Die kommunale Finanzierungsbeteiligung an den Lasten der Deutschen Einheit darf die bundesrechtlich vorgegebene Obergrenze von rund 40 v.H. des Landessolidarbeitrags nicht überschreiten
Dies hat der Verfassungsgerichtshof NRW durch heute verkündetes Urteil in dem Verfahren der Bundesstadt Bonn und weiterer 20 Gemeinden des Landes gegen das Gemeindefinanzierungsgesetz 2006 entschieden.
Die Beschwerdeführerinnen hatten u.a. geltend gemacht, die Höhe der Zuweisungen des Landes an die Gemeinden im Haushaltsjahr 2006 verletze die kommunale Selbstverwaltungsgarantie (Art. 78 Abs. 1, 79 Satz 2 der Landesverfassung NRW – LV), weil der kommunale Solidarbeitrag zu den finanziellen Lasten der Deutschen Einheit nicht angemessen ausgeglichen worden sei. Zudem werde die Finanzierungsbeteiligung an den einheitsbedingten Lasten überproportional den gewerbesteuerstarken Gemeinden auferlegt, während einkommensteuerstarke Kommunen geschont würden.
Dem ist der Verfassungsgerichtshof NRW insoweit gefolgt, als er klargestellt hat, dass der Landesgesetzgeber die Überzahlung des kommunalen Beitrags zu den Lasten der Deutschen Einheit im Haushaltsjahr 2006 unter Beachtung der bundesrechtlich vorgegebenen Obergrenze einer kommunalen Finanzierungsbeteiligung an den einigungsbedingten Lasten in Höhe von rund 40 v.H. des Landessolidarbeitrags auszugleichen hat. In der mündlichen Urteilsbegründung führte Präsident des Verfassungsgerichtshofs Dr. Bertrams hierzu u.a. aus:
Dem Landesgesetzgeber sei für die Ausgestaltung des kommunalen Finanzausgleichs ein weiter Gestaltungsspielraum eingeräumt. Der aus Art. 78, 79 Satz 2 LV abzuleitende Anspruch der Kommunen auf eine angemessene Finanzausstattung sei allerdings u.a. dann verletzt, wenn der Landesgesetzgeber Maßgaben des Bundesrechts nicht beachte, die für die kommunale Finanzmittelausstattung bindend seien.

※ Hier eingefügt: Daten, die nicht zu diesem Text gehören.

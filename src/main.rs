use std::process::ExitCode;

use tracing::{error, info};

use feedback_relay::{Config, Dispatcher, WebServer};

#[tokio::main]
async fn main() -> ExitCode {
    let path = std::env::args()
        .nth(1)
        .or_else(|| std::env::var("FEEDBACK_CONFIG").ok())
        .unwrap_or_else(|| "config.toml".to_string());

    // Load configuration
    let config = match Config::load_with_env(&path) {
        Ok(config) => config,
        Err(e) => {
            eprintln!("Failed to load {path}: {e}");
            eprintln!("Using default configuration with environment overrides.");
            let mut config = Config::default();
            config.apply_env_overrides();
            config
        }
    };

    // Initialize logging
    if let Err(e) = feedback_relay::logging::init(&config.logging) {
        eprintln!("Failed to initialize logging: {e}");
        feedback_relay::logging::init_console_only(&config.logging.level);
    }

    if let Err(e) = config.validate() {
        error!("Invalid configuration: {e}");
        return ExitCode::FAILURE;
    }

    let dispatcher = match Dispatcher::smtp(&config) {
        Ok(dispatcher) => dispatcher,
        Err(e) => {
            error!("Failed to set up mailing: {e}");
            return ExitCode::FAILURE;
        }
    };

    let server = match WebServer::new(&config.server, dispatcher) {
        Ok(server) => server,
        Err(e) => {
            error!("Failed to set up web server: {e}");
            return ExitCode::FAILURE;
        }
    };

    info!("Feedback relay starting on {}", server.addr());
    if let Err(e) = server.run().await {
        error!("Web server error: {e}");
        return ExitCode::FAILURE;
    }

    ExitCode::SUCCESS
}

Gemessen daran halte sich die Umstellung im vertikalen Finanzausgleichssystem von einer „Spitzabrechnung“ des kommunalen Solidarbeitrags zu einem Ausgleichssystem, das auf einem prognostisch ermittelten Ausgleichsbetrag beruhe, im Rahmen des Gestaltungsspielraums des Landesgesetzgebers. Für den Fall, dass der zunächst prognostizierte angemessene kommunale Solidarbeitrag der tatsächlichen Entwicklung nicht entspreche, sondern dieser – wie vorliegend in einer Größenordnung von ca. 450 Mio € – eine signifikant höher ausfallende Überzahlung erkennen lasse, sei der Landesgesetzgeber jedoch gehalten, unter Berücksichtigung der bundesrechtlichen Maßgaben in § 6 Abs. 3, Abs. 5 des Gesetzes zur Neuordnung der Gemeindefinanzen (GFRG) einen weitergehenden Ausgleich herbeizuführen. Der Ausgleichbetrag müsse der Obergrenze von „rund 40 v.H.“ angemessen Rechnung tragen.

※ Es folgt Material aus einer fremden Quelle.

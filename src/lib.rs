//! Feedback relay
//!
//! Receives feedback messages over HTTP and forwards each one as an email
//! to a fixed recipient through an authenticated SMTP session.

pub mod config;
pub mod error;
pub mod feedback;
pub mod logging;
pub mod mail;
pub mod web;

pub use config::Config;
pub use error::{RelayError, Result};
pub use feedback::FeedbackSubmission;
pub use mail::{Dispatcher, MailEnvelope, OutcomeStatus};
pub use web::WebServer;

Die Systemumstellung im Bereich des horizontalen Finanzausgleichs sei verfassungsgemäß. Es sei vom Gestaltungsspielraum des Landesgesetzgebers gedeckt, die gewerbesteuerstärkeren Gemeinden an den Kosten der Deutschen Einheit relativ stärker zu beteiligen als die gewerbesteuerschwächeren Gemeinden. Das Gemeindefinanzierungsgesetz 2006 sehe einen hinreichenden Belastungsausgleich vor, der mit der Funktion des Finanzausgleichs unvereinbare Ergebnisse verhindere.